HIGH AUTHORITY OF THE EUROPEAN COAL AND STEEL COMMUNITY, REPRESENTED BY ITS LEGAL ADVISER, MARIO BERRI, REPRESENTED BY ITS LEGAL ADVISER, MARIO BERRI, ACTING AS AGENT, ASSISTED BY PROFESSOR ARTURO CARLO JEMOLO, ADVOCATE AT THE ITALIAN CORTE DI CASSAZIONE, WITH AN ADDRESS FOR SERVICE AT ITS OFFICES, 2 PLACE DE METZ, LUXEMBOURG, DEFENDANT,

APPLICATION FOR THE ANNULMENT OF DECISION NO 18/59 OF 18 FEBRUARY 1959 PUBLISHED IN THE JOURNAL OFFICIEL OF 7 MARCH 1959 ( P . 287 ET SEQ .) ON THE PUBLICATION OR NOTIFICATION TO THE HIGH AUTHORITY OF THE SCALES, RATES AND ALL OTHER TARIFF RULES OF EVERY KIND APPLIED TO THE CARRIAGE BY ROAD OF COAL AND STEEL WITHIN THE COMMUNITY FOR HIRE OR REWARD,

I . BEFORE PROCEEDING WITH THE MATTER CONSIDERATION MUST BE GIVEN TO ( 1 ) THE LEGAL BASIS OF THE DECISION AND ( 2 ) THE PROCEDURE WHICH LED TO ITS BEING TAKEN .

( 1 ) THE LEGAL BASIS OF THE DECISION APPEARS FROM ITS TITLE WHICH STATES THAT IT IS " ON THE PUBLICATION OR NOTIFICATION TO THE HIGH AUTHORITY OF SCALES, RATES AND ALL OTHER TARIFF RULES OF EVERY KIND APPLIED TO THE CARRIAGE OF COAL AND STEEL WITHIN THE COMMUNITY FOR HIRE OR REWARD " THUS REPRODUCING THE WORDING OF THE THIRD PARAGRAPH OF ARTICLE 70 OF THE TREATY ESTABLISHING THE EUROPEAN COAL AND STEEL COMMUNITY FOR WHICH THE INTENTION IS TO LAY DOWN IMPLEMENTING RULES .

THE GROUNDS LIKEWISE STATE THAT THE OBJECTIVE OF THE DECISION IS TO IMPLEMENT THAT ARTICLE .

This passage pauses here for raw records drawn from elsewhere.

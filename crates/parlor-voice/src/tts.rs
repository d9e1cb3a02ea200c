//! HTTP client for the hosted text-to-speech provider.

use crate::error::VoiceError;
use serde::Deserialize;
use serde_json::json;
use std::fmt;
use std::time::Duration;

/// Maximum text input size for TTS (64 KiB). Prevents resource exhaustion
/// from oversized synthesis requests.
const MAX_TTS_INPUT_BYTES: usize = 64 * 1024;

/// Bound on a single synthesis request. A broken audio pipeline fails the
/// turn rather than hanging the call.
const TTS_TIMEOUT: Duration = Duration::from_secs(30);

#[derive(Clone, Deserialize)]
pub struct TtsConfig {
    #[serde(default)]
    pub api_key: String,
    #[serde(default)]
    pub voice_id: String,
    #[serde(default = "default_base_url")]
    pub base_url: String,
    #[serde(default = "default_model_id")]
    pub model_id: String,
}

fn default_base_url() -> String {
    "https://api.elevenlabs.io".to_string()
}

fn default_model_id() -> String {
    "eleven_turbo_v2".to_string()
}

impl Default for TtsConfig {
    fn default() -> Self {
        Self {
            api_key: String::new(),
            voice_id: String::new(),
            base_url: default_base_url(),
            model_id: default_model_id(),
        }
    }
}

impl fmt::Debug for TtsConfig {
    fn fmt(&self, f: &mut fmt::Formatter<'_>) -> fmt::Result {
        f.debug_struct("TtsConfig")
            .field("api_key", &"[REDACTED]")
            .field("voice_id", &self.voice_id)
            .field("base_url", &self.base_url)
            .field("model_id", &self.model_id)
            .finish()
    }
}

/// Service for generating speech from text.
#[derive(Debug, Clone)]
pub struct TtsService {
    config: TtsConfig,
    http: reqwest::Client,
}

impl TtsService {
    pub fn new(config: TtsConfig) -> Self {
        // Construction happens once at startup; a client without the
        // bounded timeout must never come into existence.
        let http = reqwest::Client::builder()
            .timeout(TTS_TIMEOUT)
            .build()
            .expect("failed to build TTS HTTP client");
        Self { config, http }
    }

    /// Synthesizes `text` to MP3 bytes.
    ///
    /// Distinguishes misconfiguration (missing voice id or API key) from
    /// empty input from provider failure; the caller maps each to a
    /// different spoken fallback.
    pub async fn synthesize(&self, text: &str) -> Result<Vec<u8>, VoiceError> {
        if text.trim().is_empty() {
            return Err(VoiceError::EmptyInput);
        }
        if text.len() > MAX_TTS_INPUT_BYTES {
            return Err(VoiceError::Provider(format!(
                "text exceeds maximum size: {} bytes (limit: {} bytes)",
                text.len(),
                MAX_TTS_INPUT_BYTES
            )));
        }
        if self.config.voice_id.is_empty() {
            return Err(VoiceError::Config("voice_id is not set".to_string()));
        }
        if self.config.api_key.is_empty() {
            return Err(VoiceError::Config("api_key is not set".to_string()));
        }

        let url = format!(
            "{}/v1/text-to-speech/{}?output_format=mp3_44100_128",
            self.config.base_url, self.config.voice_id
        );
        let body = json!({
            "text": text,
            "model_id": self.config.model_id,
            "voice_settings": { "stability": 0.6, "similarity_boost": 0.8 },
        });

        let response = self
            .http
            .post(url)
            .header("xi-api-key", &self.config.api_key)
            .json(&body)
            .send()
            .await
            .map_err(|e| {
                if e.is_timeout() {
                    VoiceError::Provider(format!(
                        "synthesis timed out after {} seconds",
                        TTS_TIMEOUT.as_secs()
                    ))
                } else {
                    VoiceError::Provider(format!("synthesis request failed: {}", e))
                }
            })?;

        if !response.status().is_success() {
            return Err(VoiceError::Provider(format!(
                "synthesis returned {}",
                response.status()
            )));
        }

        let bytes = response
            .bytes()
            .await
            .map_err(|e| VoiceError::Provider(format!("failed to read audio body: {}", e)))?;
        Ok(bytes.to_vec())
    }
}

#[cfg(test)]
mod tests {
    use super::*;

    #[tokio::test]
    async fn empty_input_is_its_own_error() {
        let service = TtsService::new(TtsConfig {
            api_key: "key".to_string(),
            voice_id: "voice".to_string(),
            ..Default::default()
        });
        assert!(matches!(
            service.synthesize("   ").await,
            Err(VoiceError::EmptyInput)
        ));
    }

    #[tokio::test]
    async fn missing_voice_id_is_a_config_error() {
        let service = TtsService::new(TtsConfig::default());
        assert!(matches!(
            service.synthesize("hello").await,
            Err(VoiceError::Config(_))
        ));
    }

    #[test]
    fn debug_output_redacts_the_api_key() {
        let config = TtsConfig {
            api_key: "super-secret".to_string(),
            ..Default::default()
        };
        let rendered = format!("{:?}", config);
        assert!(!rendered.contains("super-secret"));
        assert!(rendered.contains("[REDACTED]"));
    }
}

( 2 ) THE DECISION TAKES THE FORM OF AN APPLICATION OF THE FIRST PARAGRAPH OF ARTICLE 88, AND STATES THAT IT IS A REASONED DECISION BY WHICH THE HIGH AUTHORITY IN ACCORDANCE WITH THIS PROVISION IS EMPOWERED TO RECORD THAT A STATE HAS FAILED TO FULFIL AN OBLIGATION UNDER THE TREATY .

II . STRIPPED, HOWEVER, OF ANCILLARY SUBMISSIONS MADE VARIOUSLY BY THE PARTIES, THE CENTRAL QUESTION RAISED BY THE ACTION FOR ANNULMENT OF DECISION NO 18/59 IS : ( A ) WITH REGARD TO SUBSTANCE, WHAT ARE THE LEGISLATIVE POWERS WHICH THE HIGH AUTHORITY CAN CLAIM ON THE BASIS OF THE THIRD PARAGRAPH OF ARTICLE 70 WITH REGARD TO TRANSPORT; ( B ) WITH REGARD TO FORM, WHETHER ARTICLE 88 CHOSEN BY THE HIGH AUTHORITY FOR THE EXERCISE OF SUCH POWERS MAY BE LEGALLY USED FOR SUCH PURPOSES AND ( C ) IF APPROPRIATE, WHETHER THIS ARTICLE HAS BEEN APPLIED ACCORDING TO THE RULES LAID DOWN .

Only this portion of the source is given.